XXIII Domenica Tempo Ordinario  – C

(Sapienza 9, 13-18;  Filèmone 9b-10. 12-17; Luca 14, 25-33)

Dio non sottrae ma addiziona

Ascoltiamo il Vangelo:

“In quel tempo, una folla numerosa andava con Gesù. Egli si voltò e disse loro: 
«Se uno viene a me e non mi ama più di quanto ami suo padre, la madre, la moglie, i figli, i fratelli, le sorelle e perfino la propria vita, non può essere mio discepolo. 
Colui che non porta la propria croce e non viene dietro a me, non può essere mio discepolo.
Chi di voi, volendo costruire una torre, non siede prima a calcolare la spesa e a vedere se ha i mezzi per portarla a termine? Per evitare che, se getta le fondamenta e non è in grado di finire il lavoro, tutti coloro che vedono comincino a deriderlo, dicendo: “Costui ha iniziato a costruire, ma non è stato capace di finire il lavoro”. 
       Oppure quale re, partendo in guerra contro un altro re, non siede prima a esaminare se può affrontare con diecimila uomini chi gli viene incontro con ventimila? Se no, mentre l’altro è ancora lontano, gli manda dei messaggeri per chiedere pace. 
Così chiunque di voi non rinuncia a tutti i suoi averi, non può essere mio discepolo»”. 

 

Più si è esposti ai raggi benefici del sole e più, nella terra, c’è vita. Guai se non ci fosse la funzione clorofilliana a regolare la nascita, lo sviluppo e la maturità dei fiori e delle piante. Tutte sparirebbero e con esse il colore dei fiori, il sapore dei frutti, il refrigerio dell’ombra e tutto ciò che è legato al mondo vegetale. Così è per coloro che non si espongono al benefico calore dell’amore di Dio. Sterilità, deserto, aridità, mancanza di sentimenti, tristezza, angoscia. L’invito di Gesù a seguirlo ed amarlo “più” di quanto si amino, addirittura, le figure più importanti della vita di ciascun individuo: la mamma e il papà; non deve apparire come un desiderio egoistico, quasi maniacale di Dio, ma, piuttosto, come una indicazione, un percorso per essere portatori di frutti nella vita di ogni giorno.

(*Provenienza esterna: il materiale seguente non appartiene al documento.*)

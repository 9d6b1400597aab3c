//! Per-run pipeline state handed to every stage handler.

use serde::{Deserialize, Serialize};
use slate_core::RunStage;
use slate_quality::SsrMetrics;
use slate_ssr::{HookRecord, PersonaRecord, Pmf};

/// One file produced by a stage
#[derive(Debug, Clone, PartialEq, Serialize, Deserialize)]
pub struct ArtifactEnvelope {
    pub stage: RunStage,
    pub artifact_type: String,
    pub filename: String,
    pub content_type: String,
    pub body: String,
}

impl ArtifactEnvelope {
    pub fn json(stage: RunStage, artifact_type: &str, body: String) -> Self {
        Self::new(stage, artifact_type, "json", "application/json", body)
    }

    pub fn jsonl(stage: RunStage, artifact_type: &str, body: String) -> Self {
        Self::new(stage, artifact_type, "jsonl", "application/x-ndjson", body)
    }

    pub fn csv(stage: RunStage, artifact_type: &str, body: String) -> Self {
        Self::new(stage, artifact_type, "csv", "text/csv", body)
    }

    fn new(
        stage: RunStage,
        artifact_type: &str,
        extension: &str,
        content_type: &str,
        body: String,
    ) -> Self {
        Self {
            stage,
            artifact_type: artifact_type.to_string(),
            filename: format!("{}/{}.{}", stage, artifact_type, extension),
            content_type: content_type.to_string(),
            body,
        }
    }
}

/// Gate outcome of one persona × hook combination
#[derive(Debug, Clone, PartialEq, Serialize, Deserialize)]
pub struct SsrEvaluation {
    /// `persona_id:hook_id`
    pub id: String,
    pub metrics: SsrMetrics,
    pub ok: bool,
    #[serde(default, skip_serializing_if = "Option::is_none")]
    pub reason: Option<String>,
}

/// Everything the ssr stage decided, kept for the pack stage and the API
#[derive(Debug, Clone, PartialEq, Serialize, Deserialize)]
pub struct SsrAudit {
    pub evaluations: Vec<SsrEvaluation>,
    /// Persona-weight-normalized mix over all combinations
    pub aggregate_pmf: Pmf,
}

impl SsrAudit {
    pub fn passed(&self) -> bool {
        self.evaluations.iter().all(|evaluation| evaluation.ok)
    }

    pub fn failures(&self) -> impl Iterator<Item = &SsrEvaluation> {
        self.evaluations.iter().filter(|evaluation| !evaluation.ok)
    }
}

#[derive(Debug, Clone, Default)]
pub struct PipelineRuntime {
    pub seed: u64,
    /// Applies the stricter fast-track gate tier to every combination
    pub fast_track: bool,
    pub personas: Vec<PersonaRecord>,
    pub hooks: Vec<HookRecord>,
    pub artifacts: Vec<ArtifactEnvelope>,
    pub ssr: Option<SsrAudit>,
    pub coverage: Option<f64>,
}

impl PipelineRuntime {
    pub fn new(seed: u64) -> Self {
        Self {
            seed,
            ..Self::default()
        }
    }

    pub fn push_artifact(&mut self, artifact: ArtifactEnvelope) {
        self.artifacts.push(artifact);
    }

    pub fn artifacts_for(&self, stage: RunStage) -> impl Iterator<Item = &ArtifactEnvelope> {
        self.artifacts.iter().filter(move |artifact| artifact.stage == stage)
    }

    pub fn artifact(&self, artifact_type: &str) -> Option<&ArtifactEnvelope> {
        self.artifacts
            .iter()
            .find(|artifact| artifact.artifact_type == artifact_type)
    }
}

Gesù si spinge oltre. E’ proprio esagerato e spropositato. Non solo vuole la concentrazione dell’amore su di sé ma, addirittura, invita ad essere portatori della propria croce, per essere suoi discepoli. Sembra quasi che voglia scoraggiare, selezionare. No! Vuole travasare nel cuore umano la necessità e l’urgenza dell’amore. E’ questa la password, la parola chiave di tutta l’umanità e del cristianesimo in modo particolare, essendo la croce la firma più nobile, più marcata e più credibile di un amore apicale, verticistico e totale.

Dio non sottrae ma addiziona. Non nega l’amore, chiedendo, ma aggiunge un amore più grande, più intenso, più profondo. Proprio la croce, segno di sofferenza, immolazione e sacrificio, è il più alto ed eloquente manifesto di chi sa amare senza misura, quasi fino alla follia, come “folle” è stato Dio a scomodare se stesso per amare il “vermiciattolo” d’Israele. “Non temere, vermiciattolo di Giacobbe, larva di Israele; io vengo in tuo aiuto – oracolo del Signore – tuo redentore è il Santo di Israele” (Isaia 41,14).

Il segreto per riuscire in tutto, sempre Gesù lo indica quando chiede che per essere suoi discepoli occorre fondare tutta la propria vita non sui beni materiali, che ci distinguono in ricchi e poveri, in potenti e deboli, in ricercati e scartati; ma sulla grandezza del cuore che ci fa tutti figli, distinti per unicità e peculiarità, ma uniti ed omogenei nella comunione di fraternità.

Con Dio non ci sono catene ma ali. Non restrizioni ma permissività, non  buio ma luce, non sottrazioni ma addizioni.